### Saved data entries:
◆ ◆ ◆ ◆ ◆ ◆ ◆

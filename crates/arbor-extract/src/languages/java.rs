//! Java structural extractor

use arbor_core::{CodeNode, EdgeType, Lang, NodeType};
use tree_sitter::Node;

use super::{PendingRef, build_node};
use crate::registry::{node_text, start_line};

pub fn extract(
    root: Node<'_>,
    source: &str,
    file_path: &str,
) -> (Vec<CodeNode>, Vec<PendingRef>) {
    let mut nodes = Vec::new();
    let mut refs = Vec::new();
    let mut cursor = root.walk();
    for child in root.named_children(&mut cursor) {
        match child.kind() {
            "class_declaration" | "record_declaration" => {
                handle_type(child, NodeType::Class, source, file_path, &mut nodes, &mut refs);
            }
            "interface_declaration" | "annotation_type_declaration" => {
                handle_type(
                    child,
                    NodeType::Interface,
                    source,
                    file_path,
                    &mut nodes,
                    &mut refs,
                );
            }
            "enum_declaration" => {
                handle_type(child, NodeType::Enum, source, file_path, &mut nodes, &mut refs);
            }
            "import_declaration" => {
                let target = import_target(child, source);
                if !target.is_empty() {
                    let row = start_line(child);
                    let id = format!("{file_path}::import_{row}");
                    nodes.push(build_node(
                        id.clone(),
                        &target,
                        NodeType::Import,
                        Lang::Java,
                        file_path,
                        child,
                        source,
                    ));
                    refs.push(PendingRef {
                        from_id: id,
                        target,
                        edge_type: EdgeType::Imports,
                    });
                }
            }
            _ => {}
        }
    }
    (nodes, refs)
}

/// The named type behind a field declaration, ignoring primitives.
/// `List<String>` refers to `List`.
fn reference_type_name(field_type: Node<'_>, source: &str) -> Option<String> {
    match field_type.kind() {
        "type_identifier" | "scoped_type_identifier" => {
            Some(node_text(field_type, source).to_string())
        }
        "generic_type" => {
            let head = field_type.named_child(0)?;
            Some(node_text(head, source).to_string())
        }
        "array_type" => {
            let element = field_type.child_by_field_name("element")?;
            reference_type_name(element, source)
        }
        _ => None,
    }
}

fn import_target(decl: Node<'_>, source: &str) -> String {
    let mut cursor = decl.walk();
    for child in decl.named_children(&mut cursor) {
        if matches!(child.kind(), "scoped_identifier" | "identifier") {
            return node_text(child, source).to_string();
        }
    }
    String::new()
}

fn handle_type(
    decl: Node<'_>,
    node_type: NodeType,
    source: &str,
    file_path: &str,
    nodes: &mut Vec<CodeNode>,
    refs: &mut Vec<PendingRef>,
) {
    let Some(name_node) = decl.child_by_field_name("name") else {
        return;
    };
    let type_name = node_text(name_node, source).to_string();
    let type_id = format!("{file_path}::{type_name}");
    nodes.push(build_node(
        type_id.clone(),
        &type_name,
        node_type,
        Lang::Java,
        file_path,
        decl,
        source,
    ));

    if let Some(superclass) = decl.child_by_field_name("superclass") {
        let mut cursor = superclass.walk();
        for ty in superclass.named_children(&mut cursor) {
            refs.push(PendingRef {
                from_id: type_id.clone(),
                target: node_text(ty, source).to_string(),
                edge_type: EdgeType::Extends,
            });
        }
    }
    if let Some(interfaces) = decl.child_by_field_name("interfaces") {
        let mut cursor = interfaces.walk();
        for list in interfaces.named_children(&mut cursor) {
            if list.kind() != "type_list" {
                continue;
            }
            let mut list_cursor = list.walk();
            for ty in list.named_children(&mut list_cursor) {
                refs.push(PendingRef {
                    from_id: type_id.clone(),
                    target: node_text(ty, source).to_string(),
                    edge_type: EdgeType::Implements,
                });
            }
        }
    }

    let Some(body) = decl.child_by_field_name("body") else {
        return;
    };
    let mut body_cursor = body.walk();
    for member in body.named_children(&mut body_cursor) {
        match member.kind() {
            "method_declaration" | "constructor_declaration" => {
                let Some(method_name) = member.child_by_field_name("name") else {
                    continue;
                };
                let name = node_text(method_name, source);
                nodes.push(build_node(
                    format!("{file_path}::{type_name}.{name}"),
                    name,
                    NodeType::Method,
                    Lang::Java,
                    file_path,
                    member,
                    source,
                ));
            }
            "field_declaration" => {
                if let Some(field_type) = member.child_by_field_name("type") {
                    if let Some(target) = reference_type_name(field_type, source) {
                        refs.push(PendingRef {
                            from_id: type_id.clone(),
                            target,
                            edge_type: EdgeType::References,
                        });
                    }
                }
                let mut field_cursor = member.walk();
                for declarator in member.named_children(&mut field_cursor) {
                    if declarator.kind() != "variable_declarator" {
                        continue;
                    }
                    let Some(field_name) = declarator.child_by_field_name("name") else {
                        continue;
                    };
                    let name = node_text(field_name, source);
                    nodes.push(build_node(
                        format!("{file_path}::{type_name}.{name}"),
                        name,
                        NodeType::Variable,
                        Lang::Java,
                        file_path,
                        member,
                        source,
                    ));
                }
            }
            "class_declaration" => {
                // Nested classes keep their own plain ID.
                handle_type(member, NodeType::Class, source, file_path, nodes, refs);
            }
            _ => {}
        }
    }
}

◆ ◆ ◆ ◆ ◆ ◆ ◆

From the first line to the last, write out the data exactly.

### Result of the task:
filename crates/arbor-extract/src/languages/java.rs
//! Java structural extractor

use arbor_core::{CodeNode, EdgeType, Lang, NodeType};
use tree_sitter::Node;

use super::{PendingRef, build_node};
use crate::registry::{node_text, start_line};

pub fn extract(
    root: Node<'_>,
    source: &str,
    file_path: &str,
) -> (Vec<CodeNode>, Vec<PendingRef>) {
    let mut nodes = Vec::new();
    let mut refs = Vec::new();
    let mut cursor = root.walk();
    for child in root.named_children(&mut cursor) {
        match child.kind() {
            "class_declaration" | "record_declaration" => {
                handle_type(child, NodeType::Class, source, file_path, &mut nodes, &mut refs);
            }
            "interface_declaration" | "annotation_type_declaration" => {
                handle_type(
                    child,
                    NodeType::Interface,
                    source,
                    file_path,
                    &mut nodes,
                    &mut refs,
                );
            }
            "enum_declaration" => {
                handle_type(child, NodeType::Enum, source, file_path, &mut nodes, &mut refs);
            }
            "import_declaration" => {
                let target = import_target(child, source);
                if !target.is_empty() {
                    let row = start_line(child);
                    let id = format!("{file_path}::import_{row}");
                    nodes.push(build_node(
                        id.clone(),
                        &target,
                        NodeType::Import,
                        Lang::Java,
                        file_path,
                        child,
                        source,
                    ));
                    refs.push(PendingRef {
                        from_id: id,
                        target,
                        edge_type: EdgeType::Imports,
                    });
                }
            }
            _ => {}
        }
    }
    (nodes, refs)
}

/// The named type behind a field declaration, ignoring primitives.
/// `List<String>` refers to `List`.
fn reference_type_name(field_type: Node<'_>, source: &str) -> Option<String> {
    match field_type.kind() {
        "type_identifier" | "scoped_type_identifier" => {
            Some(node_text(field_type, source).to_string())
        }
        "generic_type" => {
            let head = field_type.named_child(0)?;
            Some(node_text(head, source).to_string())
        }
        "array_type" => {
            let element = field_type.child_by_field_name("element")?;
            reference_type_name(element, source)
        }
        _ => None,
    }
}

fn import_target(decl: Node<'_>, source: &str) -> String {
    let mut cursor = decl.walk();
    for child in decl.named_children(&mut cursor) {
        if matches!(child.kind(), "scoped_identifier" | "identifier") {
            return node_text(child, source).to_string();
        }
    }
    String::new()
}

fn handle_type(
    decl: Node<'_>,
    node_type: NodeType,
    source: &str,
    file_path: &str,
    nodes: &mut Vec<CodeNode>,
    refs: &mut Vec<PendingRef>,
) {
    let Some(name_node) = decl.child_by_field_name("name") else {
        return;
    };
    let type_name = node_text(name_node, source).to_string();
    let type_id = format!("{file_path}::{type_name}");
    nodes.push(build_node(
        type_id.clone(),
        &type_name,
        node_type,
        Lang::Java,
        file_path,
        decl,
        source,
    ));

    if let Some(superclass) = decl.child_by_field_name("superclass") {
        let mut cursor = superclass.walk();
        for ty in superclass.named_children(&mut cursor) {
            refs.push(PendingRef {
                from_id: type_id.clone(),
                target: node_text(ty, source).to_string(),
                edge_type: EdgeType::Extends,
            });
        }
    }
    if let Some(interfaces) = decl.child_by_field_name("interfaces") {
        let mut cursor = interfaces.walk();
        for list in interfaces.named_children(&mut cursor) {
            if list.kind() != "type_list" {
                continue;
            }
            let mut list_cursor = list.walk();
            for ty in list.named_children(&mut list_cursor) {
                refs.push(PendingRef {
                    from_id: type_id.clone(),
                    target: node_text(ty, source).to_string(),
                    edge_type: EdgeType::Implements,
                });
            }
        }
    }

    let Some(body) = decl.child_by_field_name("body") else {
        return;
    };
    let mut body_cursor = body.walk();
    for member in body.named_children(&mut body_cursor) {
        match member.kind() {
            "method_declaration" | "constructor_declaration" => {
                let Some(method_name) = member.child_by_field_name("name") else {
                    continue;
                };
                let name = node_text(method_name, source);
                nodes.push(build_node(
                    format!("{file_path}::{type_name}.{name}"),
                    name,
                    NodeType::Method,
                    Lang::Java,
                    file_path,
                    member,
                    source,
                ));
            }
            "field_declaration" => {
                if let Some(field_type) = member.child_by_field_name("type") {
                    if let Some(target) = reference_type_name(field_type, source) {
                        refs.push(PendingRef {
                            from_id: type_id.clone(),
                            target,
                            edge_type: EdgeType::References,
                        });
                    }
                }
                let mut field_cursor = member.walk();
                for declarator in member.named_children(&mut field_cursor) {
                    if declarator.kind() != "variable_declarator" {
                        continue;
                    }
                    let Some(field_name) = declarator.child_by_field_name("name") else {
                        continue;
                    };
                    let name = node_text(field_name, source);
                    nodes.push(build_node(
                        format!("{file_path}::{type_name}.{name}"),
                        name,
                        NodeType::Variable,
                        Lang::Java,
                        file_path,
                        member,
                        source,
                    ));
                }
            }
            "class_declaration" => {
                // Nested classes keep their own plain ID.
                handle_type(member, NodeType::Class, source, file_path, nodes, refs);
            }
            _ => {}
        }
    }
}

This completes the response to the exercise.